Creating a bee hotel


Creating a bee hotel where solitary bees can raise the next generation couldn’t be simpler. It also has a great chance of success, no matter how large or small your outside space, but there are some golden rules that will really boost your chances.

Solitary bees are, as their name suggests, only likely to be seen in ones and twos, but they are still vital pollinators of our fruit, flowers and veg. They are typically smaller than honey bees and just go about their business unobtrusively. They are perfect guests! So, welcome them with the perfect accommodation. What’s more, you can customise the design to your heart’s content.


Step by step

Some of our 225 or so species of solitary bee, including several that love flower-rich gardens, like to nest in holes in wood. Inside, a queen will lay her eggs, provisioning each with a supply of nectar and pollen, and then seal up the entrance. Her youngsters will emerge the following year. So, although they are often called bee hotels, in many ways they are more a nursery.

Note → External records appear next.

// Copyright (C) 2026 Fred Clausen
// Use of this source code is governed by an MIT-style
// license that can be found in the LICENSE file or at
// https://opensource.org/licenses/MIT.

use crate::auth::AuthenticatedActor;
use crate::request_response::CreateEventRequest;
use chrono::{DateTime, Duration, TimeZone, Utc};
use linha_domain::{Role, UserId};
use linha_persistence::Store;

pub fn create_test_store() -> Store {
    Store::new_in_memory().expect("Failed to create in-memory store")
}

pub fn admin() -> AuthenticatedActor {
    AuthenticatedActor::new(UserId::new("admin-1"), Role::Admin)
}

pub fn coordinator() -> AuthenticatedActor {
    AuthenticatedActor::new(UserId::new("coord-1"), Role::Coordinator)
}

pub fn volunteer(uid: &str) -> AuthenticatedActor {
    AuthenticatedActor::new(UserId::new(uid), Role::Volunteer)
}

pub fn visitor() -> AuthenticatedActor {
    AuthenticatedActor::new(UserId::new("visitor-1"), Role::Visitor)
}

pub fn shift_start() -> DateTime<Utc> {
    Utc.with_ymd_and_hms(2024, 6, 3, 19, 0, 0).unwrap()
}

pub fn valid_create_request() -> CreateEventRequest {
    CreateEventRequest {
        title: String::from("Turno"),
        description: String::from("Evening helpline shift"),
        event_type: String::from("Shift"),
        start_time: shift_start(),
        end_time: shift_start() + Duration::hours(2) + Duration::minutes(30),
        max_capacity: 1,
    }
}

/// Creates an event through the API and returns its id.
pub fn create_event_via_api(store: &mut Store, max_capacity: i64) -> String {
    let request = CreateEventRequest {
        max_capacity,
        ..valid_create_request()
    };
    crate::create_event(store, request, &coordinator())
        .expect("Failed to create test event")
        .event_id
}
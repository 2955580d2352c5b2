// Copyright (C) 2026 Fred Clausen
// Use of this source code is governed by an MIT-style
// license that can be found in the LICENSE file or at
// https://opensource.org/licenses/MIT.

//! Row representations of the document collections and their
//! conversions to and from domain types.
//!
//! Instants are stored as RFC 3339 text in UTC so that lexicographic
//! ordering in SQL matches chronological ordering.

use crate::diesel_schema::{event_sign_ups, events, users};
use crate::error::StoreError;
use chrono::{DateTime, Utc};
use diesel::prelude::*;
use linha_domain::{Event, EventId, EventStatus, EventType, Role, SignUp, Supervisor, User, UserId};
use std::str::FromStr;

/// Diesel row struct for the `events` collection.
#[derive(Debug, Clone, Queryable, Selectable, Insertable)]
#[diesel(table_name = events)]
#[diesel(check_for_backend(diesel::sqlite::Sqlite))]
pub struct EventRow {
    pub event_id: String,
    pub title: String,
    pub description: String,
    pub event_type: String,
    pub start_time: String,
    pub end_time: String,
    pub max_capacity: i32,
    pub status: String,
    pub coordinator_id: Option<String>,
    pub supervisor_json: Option<String>,
    pub published_at: Option<String>,
    pub created_at: String,
    pub updated_at: String,
}

/// Diesel row struct for the `event_sign_ups` collection.
#[derive(Debug, Clone, Queryable, Selectable, Insertable)]
#[diesel(table_name = event_sign_ups)]
#[diesel(check_for_backend(diesel::sqlite::Sqlite))]
pub struct SignUpRow {
    pub sign_up_id: String,
    pub event_id: String,
    pub user_id: String,
    pub signed_up_at: String,
}

/// Diesel row struct for the `users` collection.
#[derive(Debug, Clone, Queryable, Selectable, Insertable)]
#[diesel(table_name = users)]
#[diesel(check_for_backend(diesel::sqlite::Sqlite))]
pub struct UserRow {
    pub user_id: String,
    pub id_number: String,
    pub name: String,
    pub role: String,
}

/// Formats an instant for storage.
#[must_use]
pub fn format_instant(instant: DateTime<Utc>) -> String {
    instant.to_rfc3339()
}

/// Parses a stored instant.
///
/// # Errors
///
/// Returns a `SerializationError` naming the offending value.
pub fn parse_instant(value: &str) -> Result<DateTime<Utc>, StoreError> {
    DateTime::parse_from_rfc3339(value)
        .map(|dt| dt.with_timezone(&Utc))
        .map_err(|e| StoreError::SerializationError(format!("Invalid stored instant '{value}': {e}")))
}

impl EventRow {
    /// Builds a row from a domain event and store-assigned metadata.
    ///
    /// # Errors
    ///
    /// Returns an error if the supervisor sub-document cannot be
    /// serialized or the capacity does not fit the column type.
    pub fn from_event(
        event: &Event,
        event_id: &str,
        created_at: &str,
        updated_at: &str,
    ) -> Result<Self, StoreError> {
        let supervisor_json: Option<String> = match &event.supervisor {
            Some(supervisor) => Some(serde_json::to_string(supervisor)?),
            None => None,
        };
        let max_capacity: i32 = i32::try_from(event.max_capacity).map_err(|_| {
            StoreError::SerializationError(format!(
                "Event capacity {} exceeds the storable range",
                event.max_capacity
            ))
        })?;

        Ok(Self {
            event_id: event_id.to_string(),
            title: event.title.clone(),
            description: event.description.clone(),
            event_type: event.event_type.as_str().to_string(),
            start_time: format_instant(event.start_time),
            end_time: format_instant(event.end_time),
            max_capacity,
            status: event.status.as_str().to_string(),
            coordinator_id: event.coordinator_id.as_ref().map(|id| id.value().to_string()),
            supervisor_json,
            published_at: event.published_at.map(format_instant),
            created_at: created_at.to_string(),
            updated_at: updated_at.to_string(),
        })
    }

    /// Reconstructs the domain event from this row.
    ///
    /// # Errors
    ///
    /// Returns a `SerializationError` if any stored field fails to parse.
    pub fn into_event(self) -> Result<Event, StoreError> {
        let event_type: EventType = EventType::parse(&self.event_type)
            .map_err(|e| StoreError::SerializationError(e.to_string()))?;
        let status: EventStatus = EventStatus::from_str(&self.status)
            .map_err(|e| StoreError::SerializationError(e.to_string()))?;
        let supervisor: Option<Supervisor> = match &self.supervisor_json {
            Some(json) => Some(serde_json::from_str(json)?),
            None => None,
        };
        let max_capacity: u32 = u32::try_from(self.max_capacity).map_err(|_| {
            StoreError::SerializationError(format!(
                "Stored capacity {} is negative",
                self.max_capacity
            ))
        })?;

        Ok(Event {
            event_id: Some(EventId::new(&self.event_id)),
            title: self.title,
            description: self.description,
            event_type,
            start_time: parse_instant(&self.start_time)?,
            end_time: parse_instant(&self.end_time)?,
            max_capacity,
            status,
            coordinator_id: self.coordinator_id.as_deref().map(UserId::new),
            supervisor,
            published_at: self
                .published_at
                .as_deref()
                .map(parse_instant)
                .transpose()?,
            created_at: Some(parse_instant(&self.created_at)?),
            updated_at: Some(parse_instant(&self.updated_at)?),
        })
    }
}

impl SignUpRow {
    /// Reconstructs the domain sign-up from this row.
    ///
    /// # Errors
    ///
    /// Returns a `SerializationError` if the stored instant fails to parse.
    pub fn into_sign_up(self) -> Result<SignUp, StoreError> {
        Ok(SignUp {
            sign_up_id: Some(self.sign_up_id),
            event_id: EventId::new(&self.event_id),
            user_id: UserId::new(&self.user_id),
            signed_up_at: parse_instant(&self.signed_up_at)?,
        })
    }
}

impl UserRow {
    /// Builds a row from a domain user.
    #[must_use]
    pub fn from_user(user: &User) -> Self {
        Self {
            user_id: user.user_id.value().to_string(),
            id_number: user.id_number.clone(),
            name: user.name.clone(),
            role: user.role.as_str().to_string(),
        }
    }

    /// Reconstructs the domain user from this row.
    ///
    /// # Errors
    ///
    /// Returns a `SerializationError` if the stored role fails to parse.
    pub fn into_user(self) -> Result<User, StoreError> {
        let role: Role =
            Role::parse(&self.role).map_err(|e| StoreError::SerializationError(e.to_string()))?;
        Ok(User {
            user_id: UserId::new(&self.user_id),
            id_number: self.id_number,
            name: self.name,
            role,
        })
    }
}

Here’s how to make your own:

  1. Find an old log or thick piece of timber. It must be untreated – bees will be harmed if the wood has been soaked or painted with chemicals.
  2. Then, with the log held firmly in a DIY stand or vice, carefully drill a series of deep holes in the log, in whatever pattern takes your fancy. Write your name, make an attractive shape, draw a picture - the choice is yours!
  3. Drill as deeply as the drill bit will allow, but don’t come out the other side of the wood.
  4. Vary the drill bit size between about 2mm and 10mm in diameter. Any wider and bees won’t use it.
  5. Get as much of the sawdust out of the hole as possible by going in and out with the drill.
  6. Sandpaper over the entrances to make sure there are no splinters. Bees won’t go down a hole if they risk snagging their wings.
  7. Then put your hotel in its permanent home, following the golden rules!
  • The bee hotel should be in as sunny and sheltered position as possible, facing south.
  • It should be slightly elevated if possible – knee height is great.
  • The holes should be horizontal or angled slightly downwards so rain can’t run into them.
  • It should be secure – not swinging around all over the place.

And that’s it! You may see bees visiting it any time between about late March and September, but what you are most likely to notice is when the holes are sealed up, either with mud or with a paste made of green leaves. That shows you have been successful, and can call yourselves proud protectors of future generations.